Excision, in contrast, usually involves holding the blade perpendicular to (and thus cutting through) the skin to remove the lesion at a greater depth. In these cases, the surgeon always wishes to remove the entire lesion to the greatest necessary depth.
“You have to read the documentation carefully,” Bishop says. “Physicians may use terms like ‘shave biopsy’ for a procedure CPT might describe as an excision.”
Bottom line: Pay more attention to the removal’s depth than to the terminology your physician uses.
A final clue that may help you differentiate between shaving and excision is whether the surgical wound requires repair, Bishop says. Although excision frequently requires suture or separate repair, shaving “does not require suture closure,” CPT says.
For Shaving, Rely on Lesion Size Only
When reporting shaving procedures, you must not consider the size of any margin the surgeon removes with the lesion. In fact, the surgeon may not document, or even take, a margin of tissue during a shave. This is a crucial difference from coding for excisions.
CPT groups shaving codes into three categories, as determined by the lesion’s location:
- 11300-11303 — trunk, arms or legs
- 11305-11308 — scalp, neck, hands, feet or genitalia
- 11310-11313 — face, ears, eyelids, nose, lips or mucous membrane.
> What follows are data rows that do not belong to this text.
//! Pure permission evaluation (no IO).
//!
//! Input: distributors and a location catalog constructed elsewhere.
//! Output: one ordered result block per distributor.

#![forbid(unsafe_code)]

pub mod model;
pub mod report;
pub mod rule;

mod aggregate;
mod engine;

#[cfg(test)]
mod proptest;
#[cfg(test)]
mod test_support;

pub use aggregate::{aggregate, aggregate_in};
pub use engine::evaluate;
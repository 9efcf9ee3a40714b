use crate::RenderableReport;

/// Render one `NAME Permissions:` block per distributor, blocks separated by a blank line.
///
/// Line format: `{city}, {province}, {country}: {true|false}`
pub fn render_text(report: &RenderableReport) -> String {
    let mut out = String::new();

    for (i, block) in report.blocks.iter().enumerate() {
        if i > 0 {
            out.push('\n');
        }
        out.push_str(&format!("{} Permissions:\n", block.name));
        for d in &block.decisions {
            out.push_str(&format!(
                "{}, {}, {}: {}\n",
                d.city, d.province, d.country, d.permitted
            ));
        }
    }

    out
}
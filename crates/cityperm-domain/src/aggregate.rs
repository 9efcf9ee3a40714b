//! Concurrent fan-out of per-distributor evaluation with an ordered fan-in.
//!
//! Each distributor gets its own pre-sized slot, indexed by submission order.
//! A task writes only into its own slot, so no locking is needed and the
//! report order never depends on which task finishes first.

use crate::engine::evaluate;
use crate::model::{Distributor, Location};
use crate::report::{DomainReport, ResultBlock};
use rayon::{Scope, ThreadPool};
use tracing::{debug, info};

/// Evaluate every distributor against the catalog on the global rayon pool.
pub fn aggregate(distributors: &[Distributor], locations: &[Location]) -> DomainReport {
    let mut slots = empty_slots(distributors);
    dispatched(distributors, locations);
    rayon::scope(|s| fan_out(s, distributors, locations, &mut slots));
    DomainReport { blocks: slots }
}

/// Same as [`aggregate`], but runs the tasks on `pool`.
pub fn aggregate_in(
    pool: &ThreadPool,
    distributors: &[Distributor],
    locations: &[Location],
) -> DomainReport {
    let mut slots = empty_slots(distributors);
    dispatched(distributors, locations);
    pool.scope(|s| fan_out(s, distributors, locations, &mut slots));
    DomainReport { blocks: slots }
}

fn empty_slots(distributors: &[Distributor]) -> Vec<ResultBlock> {
    distributors
        .iter()
        .map(|d| ResultBlock {
            distributor: d.name.clone(),
            results: Vec::new(),
        })
        .collect()
}

fn dispatched(distributors: &[Distributor], locations: &[Location]) {
    info!(
        distributors = distributors.len(),
        locations = locations.len(),
        "dispatching evaluation"
    );
}

fn fan_out<'scope>(
    s: &Scope<'scope>,
    distributors: &'scope [Distributor],
    locations: &'scope [Location],
    slots: &'scope mut [ResultBlock],
) {
    for (index, (slot, distributor)) in slots.iter_mut().zip(distributors).enumerate() {
        s.spawn(move |_| {
            slot.results = evaluate(distributor, locations);
            debug!(
                index,
                distributor = %distributor.name,
                permitted = slot.permitted_count(),
                "distributor evaluated"
            );
        });
    }
}
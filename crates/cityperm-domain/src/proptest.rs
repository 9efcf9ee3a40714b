//! Property-based tests for the domain crate.
//!
//! These tests use proptest to verify invariants around:
//! - exclusion precedence and default-deny
//! - evaluation determinism
//! - aggregation order

use crate::aggregate::aggregate;
use crate::engine::evaluate;
use crate::model::{Distributor, Location};
use crate::rule::{ExactRule, PermissionRule, PrefixRule, scope_covers};
use proptest::prelude::*;

// ============================================================================
// Strategies for generating arbitrary values
// ============================================================================

/// A single hierarchy segment (`KARNATAKA`, `IN`, ...).
fn arb_segment() -> impl Strategy<Value = String> {
    prop::string::string_regex("[A-Z]{2,8}").unwrap()
}

/// A most-specific-first code with one to three levels.
fn arb_code() -> impl Strategy<Value = String> {
    prop::collection::vec(arb_segment(), 1..=3).prop_map(|segs| segs.join("-"))
}

/// An ordered scope list, as written in a rule.
fn arb_scope_list() -> impl Strategy<Value = Vec<String>> {
    prop::collection::vec(arb_code(), 0..4)
}

fn arb_location() -> impl Strategy<Value = Location> {
    arb_code().prop_map(|code| Location {
        code: code.clone(),
        city_name: code.to_lowercase(),
        ..Location::default()
    })
}

fn arb_catalog() -> impl Strategy<Value = Vec<Location>> {
    prop::collection::vec(arb_location(), 0..12)
}

fn arb_distributors() -> impl Strategy<Value = Vec<Distributor>> {
    prop::collection::vec((arb_scope_list(), arb_scope_list()), 0..8).prop_map(|rules| {
        rules
            .into_iter()
            .enumerate()
            .map(|(i, (include, exclude))| {
                Distributor::new(format!("D{i}"), PrefixRule::new(include, exclude))
            })
            .collect()
    })
}

// ============================================================================
// Rule properties
// ============================================================================

proptest! {
    #[test]
    fn excluded_codes_are_always_denied(
        include in arb_scope_list(),
        exclude in arb_scope_list(),
        code in arb_code(),
    ) {
        let rule = PrefixRule::new(include, exclude.clone());
        if exclude.iter().any(|e| scope_covers(e, &code)) {
            prop_assert!(!rule.permit(&code));
        }
    }

    #[test]
    fn excluding_the_code_itself_beats_any_include(
        include in arb_scope_list(),
        code in arb_code(),
    ) {
        let mut include = include;
        include.push(code.clone());
        let rule = PrefixRule::new(include, [code.clone()]);
        prop_assert!(!rule.permit(&code));
    }

    #[test]
    fn empty_include_denies_everything(exclude in arb_scope_list(), code in arb_code()) {
        let rule = PrefixRule::new(Vec::<String>::new(), exclude);
        prop_assert!(!rule.permit(&code));
    }

    #[test]
    fn unmatched_codes_default_deny(
        include in arb_scope_list(),
        exclude in arb_scope_list(),
        code in arb_code(),
    ) {
        let touched = include
            .iter()
            .chain(&exclude)
            .any(|e| scope_covers(e, &code));
        prop_assume!(!touched);
        let rule = PrefixRule::new(include, exclude);
        prop_assert!(!rule.permit(&code));
    }

    #[test]
    fn every_ancestor_scope_covers_its_code(segs in prop::collection::vec(arb_segment(), 1..=4)) {
        let code = segs.join("-");
        for start in 0..segs.len() {
            let ancestor = segs[start..].join("-");
            prop_assert!(scope_covers(&ancestor, &code), "{ancestor} should cover {code}");
        }
    }

    #[test]
    fn exact_rule_permits_only_listed_codes(
        include in arb_scope_list(),
        code in arb_code(),
    ) {
        let listed = include.contains(&code);
        let rule = ExactRule::new(include, Vec::<String>::new());
        prop_assert_eq!(rule.permit(&code), listed);
    }
}

// ============================================================================
// Evaluation and aggregation properties
// ============================================================================

proptest! {
    #![proptest_config(ProptestConfig::with_cases(64))]

    #[test]
    fn evaluation_is_idempotent(
        include in arb_scope_list(),
        exclude in arb_scope_list(),
        catalog in arb_catalog(),
    ) {
        let d = Distributor::new("D", PrefixRule::new(include, exclude));
        prop_assert_eq!(evaluate(&d, &catalog), evaluate(&d, &catalog));
    }

    #[test]
    fn report_order_equals_submission_order(
        distributors in arb_distributors(),
        catalog in arb_catalog(),
    ) {
        let report = aggregate(&distributors, &catalog);

        let expected: Vec<&str> = distributors.iter().map(|d| d.name.as_str()).collect();
        prop_assert_eq!(report.distributor_names(), expected);
        for (block, d) in report.blocks.iter().zip(&distributors) {
            prop_assert_eq!(block.results.len(), catalog.len());
            prop_assert_eq!(&block.results, &evaluate(d, &catalog));
        }
    }
}
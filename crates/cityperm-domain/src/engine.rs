use crate::model::{Distributor, Location};
use crate::report::EvaluationResult;

/// Apply one distributor's rule to every location, in catalog order.
pub fn evaluate(distributor: &Distributor, locations: &[Location]) -> Vec<EvaluationResult> {
    locations
        .iter()
        .map(|loc| EvaluationResult {
            distributor: distributor.name.clone(),
            code: loc.code.clone(),
            city: loc.city_name.clone(),
            province: loc.province_name.clone(),
            country: loc.country_name.clone(),
            permitted: distributor.permits(&loc.code),
        })
        .collect()
}

#[cfg(test)]
mod tests {
    use super::*;
    use crate::rule::PrefixRule;
    use crate::test_support::{location, sample_catalog};

    #[test]
    fn one_result_per_location_in_catalog_order() {
        let d = Distributor::new("D2", PrefixRule::new(["IN"], ["TAMILNADU-IN"]));
        let catalog = sample_catalog();

        let results = evaluate(&d, &catalog);

        let codes: Vec<&str> = results.iter().map(|r| r.code.as_str()).collect();
        let expected: Vec<&str> = catalog.iter().map(|l| l.code.as_str()).collect();
        assert_eq!(codes, expected);
        assert!(results.iter().all(|r| r.distributor == "D2"));
    }

    #[test]
    fn carries_display_triple() {
        let d = Distributor::new("D", PrefixRule::new(["IN"], Vec::<String>::new()));
        let catalog = vec![location("Hubli", "Karnataka", "India")];

        let results = evaluate(&d, &catalog);

        assert_eq!(results.len(), 1);
        assert_eq!(results[0].city, "Hubli");
        assert_eq!(results[0].province, "Karnataka");
        assert_eq!(results[0].country, "India");
        assert!(results[0].permitted);
    }

    #[test]
    fn empty_catalog_yields_no_results() {
        let d = Distributor::new("D", PrefixRule::new(["IN"], Vec::<String>::new()));
        assert!(evaluate(&d, &[]).is_empty());
    }
}
//! Clip store: the single owner of every collection
//!
//! All mutations go through [`ClipStore`], which mirrors them to the
//! [`MarkdownLedger`], publishes a [`StoreEvent`], and asks the injected
//! [`Notifier`] for feedback. Ledger and preference failures are logged and
//! never undo the in-memory change.

pub mod events;

use chrono::{DateTime, Local, TimeZone, Utc};
use std::collections::HashMap;
use std::fmt;
use std::sync::Arc;
use std::time::{Duration, Instant};
use tokio::sync::broadcast;
use tracing::{debug, error, info};
use uuid::Uuid;

use crate::clip::{is_blank, source_label, Clip, MANUAL_ENTRY_SOURCE};
use crate::collection::HighlighterColor;
use crate::export::{self, ExportFormat};
use crate::ledger::MarkdownLedger;
use crate::notify::{Notifier, Sound};
use crate::prefs::{PreferenceStore, Preferences};
use crate::query::{self, SortOrder};

pub use events::StoreEvent;

/// Most clips a collection keeps
pub const DEFAULT_MAX_CLIPS: usize = 100;

/// How long a deleted clip can be restored
pub const DEFAULT_UNDO_WINDOW: Duration = Duration::from_secs(5);

const EVENT_CHANNEL_CAPACITY: usize = 100;

/// Store tunables
#[derive(Debug, Clone, Copy, PartialEq, Eq)]
pub struct StoreSettings {
    pub max_clips: usize,
    pub undo_window: Duration,
}

impl Default for StoreSettings {
    fn default() -> Self {
        Self {
            max_clips: DEFAULT_MAX_CLIPS,
            undo_window: DEFAULT_UNDO_WINDOW,
        }
    }
}

#[derive(Debug, Clone)]
struct PendingUndo {
    clip: Clip,
    color: HighlighterColor,
    expires_at: Instant,
}
//! # NibNab
//!
//! Clipboard highlighter for macOS and Linux.
//!
//! NibNab watches the clipboard, files each captured snippet under one of
//! five highlighter colors, and keeps every color as a human-readable
//! Markdown ledger on disk.

pub mod cli;
pub mod clip;
pub mod clipboard;
pub mod collection;
pub mod config;
pub mod export;
pub mod ledger;
pub mod monitor;
pub mod notify;
pub mod prefs;
pub mod query;
pub mod store;

pub use clip::Clip;
pub use collection::HighlighterColor;
pub use config::Config;
pub use ledger::MarkdownLedger;
pub use store::{ClipStore, StoreEvent};

/// Library version information
pub const VERSION: &str = env!("CARGO_PKG_VERSION");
Within each category, CPT further divides the codes by the lesion’s size. Thus, 11301 applies for a lesion of the trunk, arms or legs measuring 0.6 cm to 1.0 cm, whereas 11302 applies to a lesion in any of the same locations but measuring 1.1 cm to 2.0 cm. That these measurements apply to the lesion’s size only and do not include any margin.
Code per Lesion
The descriptors for 11300-11313 specify “single lesion,” which means that you may report one code for each lesion that the surgeon removes by shave technique. If, for instance, the surgeon shaves 16 dermal lesions, you may report an appropriate code for each. Keep in mind, however, that if the surgeon does shave an extraordinary number of lesions during a single session, you may have to submit documentation to explain the situation.
For example, the physician removes by shaving four dermal lesions: one on the left upper arm, measuring 1.0 cm, two on the chest, measuring 1.4 cm and 1.6 cm, and another on the neck, measuring 0.4 cm.
In this case, you would report 11301 (Shaving of epidermal or dermal lesion, single lesion, trunk, arms or legs; lesion diameter 0.6 to 1.0 cm) for the upper arm lesion, two units of 11302 (… lesion diameter 1.1 to 2.0 cm) to describe shaving of the chest lesions, and one unit of 11305 (Shaving of epidermal or dermal lesion, single lesion, scalp, neck, hands, feet, genitalia; lesion diameter 0.5 cm or less).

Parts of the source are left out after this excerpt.